**The problem:**
What lines below mention the word "true"? Copy each one.

**Data:**

//! Typed access to the plugin sequence of the first agent.

use super::document::{ComposeDocument, Edit, Node, NodeKind, Span};

/// Why the plugin sequence could not be located.
#[derive(Debug, Clone, PartialEq, Eq)]
pub struct MissingTarget {
    pub reason: String,
}

impl MissingTarget {
    fn new(reason: impl Into<String>) -> Self {
        Self {
            reason: reason.into(),
        }
    }
}

impl std::fmt::Display for MissingTarget {
    fn fmt(&self, f: &mut std::fmt::Formatter<'_>) -> std::fmt::Result {
        f.write_str(&self.reason)
    }
}

/// State of an entry's `enabled` key.
#[derive(Debug, Clone, PartialEq, Eq)]
pub enum EnabledField {
    /// No `enabled` key. The entry counts as enabled.
    Absent,
    /// Key present. `value` is `None` for null or non-boolean values.
    Present {
        value: Option<bool>,
        /// Span of the value text, or an empty span after the colon.
        span: Span,
        /// The key has no value text at all (`enabled:`).
        empty: bool,
    },
}

/// One element of the plugin sequence.
#[derive(Debug, Clone, PartialEq, Eq)]
pub struct PluginEntry {
    pub index: usize,
    pub name: Option<String>,
    pub script: Option<String>,
    pub enabled: EnabledField,
    /// Block mappings can be edited in place. Flow mappings and scalars cannot.
    pub editable: bool,
    pub(crate) key_indent: usize,
    pub(crate) end: usize,
    /// Span of a flow mapping item (`- {name: a}`) in a block sequence.
    pub(crate) flow_span: Option<Span>,
}

impl PluginEntry {
    /// Effective enablement: absent or null counts as enabled.
    pub fn is_enabled(&self) -> bool {
        match &self.enabled {
            EnabledField::Absent => true,
            EnabledField::Present { value, .. } => value.unwrap_or(true),
        }
    }

    /// Edit that rewrites a flow mapping item as a block mapping with
    /// `enabled` set. The first key stays on the `- ` line.
    pub(crate) fn flow_rewrite(&self, doc: &ComposeDocument, enabled: bool) -> Option<Edit> {
        let span = self.flow_span.as_ref()?;
        let decoded: serde_yaml::Value = serde_yaml::from_str(&doc.text()[span.clone()]).ok()?;
        let serde_yaml::Value::Mapping(mut map) = decoded else {
            return None;
        };
        map.insert(
            serde_yaml::Value::String("enabled".to_string()),
            serde_yaml::Value::Bool(enabled),
        );
        let mut text = String::new();
        push_block_mapping(&mut text, &map, "", &" ".repeat(self.key_indent), doc.newline());
        Some(Edit::replace(span.clone(), text))
    }
}

/// How the sequence is written, which decides how edits are made.
#[derive(Debug, Clone, PartialEq)]
pub enum SequenceShape {
    /// Block sequence. Entries are edited in place; new items go at
    /// `insert_at`.
    Block { insert_at: usize },
    /// Flow sequence such as `custom: []` or `custom: [{name: a}]`. Any
    /// change removes `span` (from the colon through `]`) and writes the
    /// whole list as a block sequence at `insert_at`.
    Flow {
        span: Span,
        insert_at: usize,
        items: Vec<serde_yaml::Value>,
    },
}

/// The located plugin sequence of the first agent.
#[derive(Debug, Clone, PartialEq)]
pub struct PluginSequence {
    pub agent: String,
    pub entries: Vec<PluginEntry>,
    pub shape: SequenceShape,
    pub(crate) dash_indent: usize,
    pub(crate) key_gap: usize,
}

impl PluginSequence {
    pub fn find(&self, name: &str) -> Option<&PluginEntry> {
        self.entries.iter().find(|e| e.name.as_deref() == Some(name))
    }

    /// Render block items for `names`, matching the layout of existing items.
    pub(crate) fn render_items(&self, names: &[String], newline: &str) -> String {
        let dash = " ".repeat(self.dash_indent);
        let key = " ".repeat(self.dash_indent + self.key_gap);
        let gap = " ".repeat(self.key_gap.saturating_sub(1));
        let mut out = String::new();
        for name in names {
            let script = format!("./plugins/{}.sh", name);
            out.push_str(&format!(
                "{dash}-{gap}name: {}{newline}{key}script: {}{newline}",
                yaml_scalar(name),
                yaml_scalar(&script)
            ));
        }
        out
    }

    /// Render flow items as block items, applying `overrides` of the
    /// `enabled` key by item index.
    pub(crate) fn render_flow_items(
        &self,
        items: &[serde_yaml::Value],
        overrides: &[(usize, bool)],
        newline: &str,
    ) -> String {
        let dash = " ".repeat(self.dash_indent);
        let key = " ".repeat(self.dash_indent + self.key_gap);
        let gap = " ".repeat(self.key_gap.saturating_sub(1));
        let mut out = String::new();
        for (index, item) in items.iter().enumerate() {
            let override_value = overrides.iter().find(|(i, _)| *i == index).map(|(_, v)| *v);
            let serde_yaml::Value::Mapping(map) = item else {
                out.push_str(&format!("{dash}-{gap}{}{newline}", yaml_value(item)));
                continue;
            };
            let mut map = map.clone();
            if let Some(enabled) = override_value {
                map.insert(
                    serde_yaml::Value::String("enabled".to_string()),
                    serde_yaml::Value::Bool(enabled),
                );
            }
            if map.is_empty() {
                out.push_str(&format!("{dash}-{gap}{{}}{newline}"));
                continue;
            }
            push_block_mapping(&mut out, &map, &format!("{dash}-{gap}"), &key, newline);
            out.push_str(newline);
        }
        out
    }
}

/// Append `map` as block mapping lines without a final line break. The
/// first line starts with `first`, later lines with `rest`.
fn push_block_mapping(
    out: &mut String,
    map: &serde_yaml::Mapping,
    first: &str,
    rest: &str,
    newline: &str,
) {
    for (position, (k, v)) in map.iter().enumerate() {
        if position > 0 {
            out.push_str(newline);
        }
        let prefix = if position == 0 { first } else { rest };
        out.push_str(&format!("{prefix}{}: {}", yaml_value(k), yaml_value(v)));
    }
}

/// Render `value` as a plain scalar when that reads back as the same string.
pub(crate) fn yaml_scalar(value: &str) -> String {
    if is_plain_safe(value) {
        value.to_string()
    } else {
        let mut escaped = String::with_capacity(value.len() + 2);
        for c in value.chars() {
            match c {
                '\\' => escaped.push_str("\\\\"),
                '"' => escaped.push_str("\\\""),
                '\n' => escaped.push_str("\\n"),
                '\r' => escaped.push_str("\\r"),
                '\t' => escaped.push_str("\\t"),
                c if c.is_control() => escaped.push_str(&format!("\\u{:04x}", c as u32)),
                c => escaped.push(c),
            }
        }
        format!("\"{}\"", escaped)
    }
}

/// Single-line rendering of a decoded value. Collections use flow style.
fn yaml_value(value: &serde_yaml::Value) -> String {
    match value {
        serde_yaml::Value::String(s) => yaml_scalar(s),
        serde_yaml::Value::Null => "null".to_string(),
        serde_yaml::Value::Bool(b) => b.to_string(),
        serde_yaml::Value::Number(n) => n.to_string(),
        other => serde_json::to_string(other).unwrap_or_else(|_| "null".to_string()),
    }
}

fn is_plain_safe(value: &str) -> bool {
    if value.is_empty() || value.trim() != value {
        return false;
    }
    if matches!(
        value,
        "true" | "false" | "True" | "False" | "TRUE" | "FALSE" | "yes" | "no" | "on" | "off"
            | "null" | "Null" | "NULL" | "~"
    ) {
        return false;
    }
    if value.parse::<f64>().is_ok() {
        return false;
    }
    let bytes = value.as_bytes();
    if b"?:,[]{}#&*!|>'\"%@`".contains(&bytes[0]) {
        return false;
    }
    if bytes[0] == b'-' && (bytes.len() == 1 || bytes[1] == b' ') {
        return false;
    }
    !value.contains(": ") && !value.contains(" #") && !value.ends_with(':') && !value.contains(['\n', '\r', '\t'])
}

impl ComposeDocument {
    /// Node of the plugin sequence, if the document has one.
    pub fn locate_plugin_sequence(&self) -> Option<&Node> {
        let (_, agent) = first_agent(self.root()).ok()?;
        let custom = agent.get("perception")?.get("custom")?;
        custom.is_sequence().then_some(custom)
    }

    /// Locate and decode the plugin sequence of the first agent.
    pub fn plugin_sequence(&self) -> Result<PluginSequence, MissingTarget> {
        let (agent_name, agent) = first_agent(self.root())?;

        let perception = match agent.entry("perception") {
            Some(entry) if entry.value.is_mapping() => &entry.value,
            Some(_) => {
                return Err(MissingTarget::new(format!(
                    "agent `{}`: perception is not a mapping",
                    agent_name
                )))
            }
            None => {
                return Err(MissingTarget::new(format!(
                    "agent `{}` has no perception section",
                    agent_name
                )))
            }
        };

        let custom = match perception.entry("custom") {
            Some(entry) => entry,
            None => {
                return Err(MissingTarget::new(format!(
                    "agent `{}` has no perception.custom list",
                    agent_name
                )))
            }
        };

        match &custom.value.kind {
            NodeKind::Sequence(items) => {
                let mut entries = Vec::with_capacity(items.len());
                for (index, item) in items.iter().enumerate() {
                    entries.push(decode_entry(index, &item.node, item.end));
                }
                let (dash_indent, key_gap) = match items.first() {
                    Some(first) => {
                        let gap = first.node.indent.saturating_sub(first.dash_indent).max(1);
                        (first.dash_indent, gap)
                    }
                    None => (custom.indent + 2, 2),
                };
                Ok(PluginSequence {
                    agent: agent_name,
                    entries,
                    shape: SequenceShape::Block {
                        insert_at: custom.value.span.end,
                    },
                    dash_indent,
                    key_gap,
                })
            }
            NodeKind::Flow(raw) if raw.starts_with('[') => {
                let items: Vec<serde_yaml::Value> = serde_yaml::from_str(raw).map_err(|e| {
                    MissingTarget::new(format!(
                        "agent `{}`: perception.custom cannot be decoded: {}",
                        agent_name, e
                    ))
                })?;
                let entries = items
                    .iter()
                    .enumerate()
                    .map(|(index, item)| decode_flow_item(index, item, &custom.value))
                    .collect();
                Ok(PluginSequence {
                    agent: agent_name,
                    entries,
                    shape: SequenceShape::Flow {
                        span: custom.value_start..custom.value.span.end,
                        insert_at: custom.end,
                        items,
                    },
                    dash_indent: custom.indent + 2,
                    key_gap: 2,
                })
            }
            NodeKind::Null => Err(MissingTarget::new(format!(
                "agent `{}`: perception.custom is empty",
                agent_name
            ))),
            _ => Err(MissingTarget::new(format!(
                "agent `{}`: perception.custom is not a list",
                agent_name
            ))),
        }
    }
}

fn first_agent(root: &Node) -> Result<(String, &Node), MissingTarget> {
    let agents = match root.entry("agents") {
        Some(entry) if entry.value.is_mapping() => &entry.value,
        Some(_) => return Err(MissingTarget::new("`agents` is not a mapping")),
        None => return Err(MissingTarget::new("no `agents` section")),
    };
    match agents.entries().first() {
        Some(entry) if entry.value.is_mapping() => Ok((entry.key.value.clone(), &entry.value)),
        Some(entry) => Err(MissingTarget::new(format!(
            "agent `{}` is not a mapping",
            entry.key.value
        ))),
        None => Err(MissingTarget::new("`agents` is empty")),
    }
}

fn decode_entry(index: usize, node: &Node, end: usize) -> PluginEntry {
    match &node.kind {
        NodeKind::Mapping(_) => {
            let enabled = match node.entry("enabled") {
                None => EnabledField::Absent,
                Some(entry) => EnabledField::Present {
                    value: entry.value.as_scalar().and_then(|s| s.as_bool()),
                    span: entry.value.span.clone(),
                    empty: matches!(entry.value.kind, NodeKind::Null),
                },
            };
            PluginEntry {
                index,
                name: node.get("name").and_then(Node::as_str).map(str::to_string),
                script: node.get("script").and_then(Node::as_str).map(str::to_string),
                enabled,
                editable: true,
                key_indent: node.indent,
                end,
                flow_span: None,
            }
        }
        NodeKind::Flow(raw) => {
            let decoded: Option<FlowPlugin> = serde_yaml::from_str(raw).ok();
            let (name, script, enabled) = match decoded {
                Some(p) => (p.name, p.script, p.enabled),
                None => (None, None, None),
            };
            PluginEntry {
                index,
                name,
                script,
                enabled: match enabled {
                    Some(value) => EnabledField::Present {
                        value: Some(value),
                        span: node.span.clone(),
                        empty: false,
                    },
                    None => EnabledField::Absent,
                },
                editable: false,
                key_indent: node.indent,
                end,
                flow_span: raw.starts_with('{').then(|| node.span.clone()),
            }
        }
        _ => PluginEntry {
            index,
            name: None,
            script: None,
            enabled: EnabledField::Absent,
            editable: false,
            key_indent: node.indent,
            end,
            flow_span: None,
        },
    }
}

/// An item of a flow sequence. Edits go through a rewrite of the whole
/// sequence, so the entry carries the sequence span.
fn decode_flow_item(index: usize, item: &serde_yaml::Value, sequence: &Node) -> PluginEntry {
    let field = |key: &str| item.get(key);
    let enabled = match field("enabled") {
        None => EnabledField::Absent,
        Some(value) => EnabledField::Present {
            value: value.as_bool(),
            span: sequence.span.clone(),
            empty: false,
        },
    };
    PluginEntry {
        index,
        name: field("name").and_then(|v| v.as_str()).map(str::to_string),
        script: field("script").and_then(|v| v.as_str()).map(str::to_string),
        enabled,
        editable: item.is_mapping(),
        key_indent: sequence.indent,
        end: sequence.span.end,
        flow_span: None,
    }
}

#[derive(serde::Deserialize)]
struct FlowPlugin {
    name: Option<String>,
    script: Option<String>,
    enabled: Option<bool>,
}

**Answer for the task:**
            EnabledField::Absent => true,
            EnabledField::Present { value, .. } => value.unwrap_or(true),
        "true" | "false" | "True" | "False" | "TRUE" | "FALSE" | "yes" | "no" | "on" | "off"
                editable: true,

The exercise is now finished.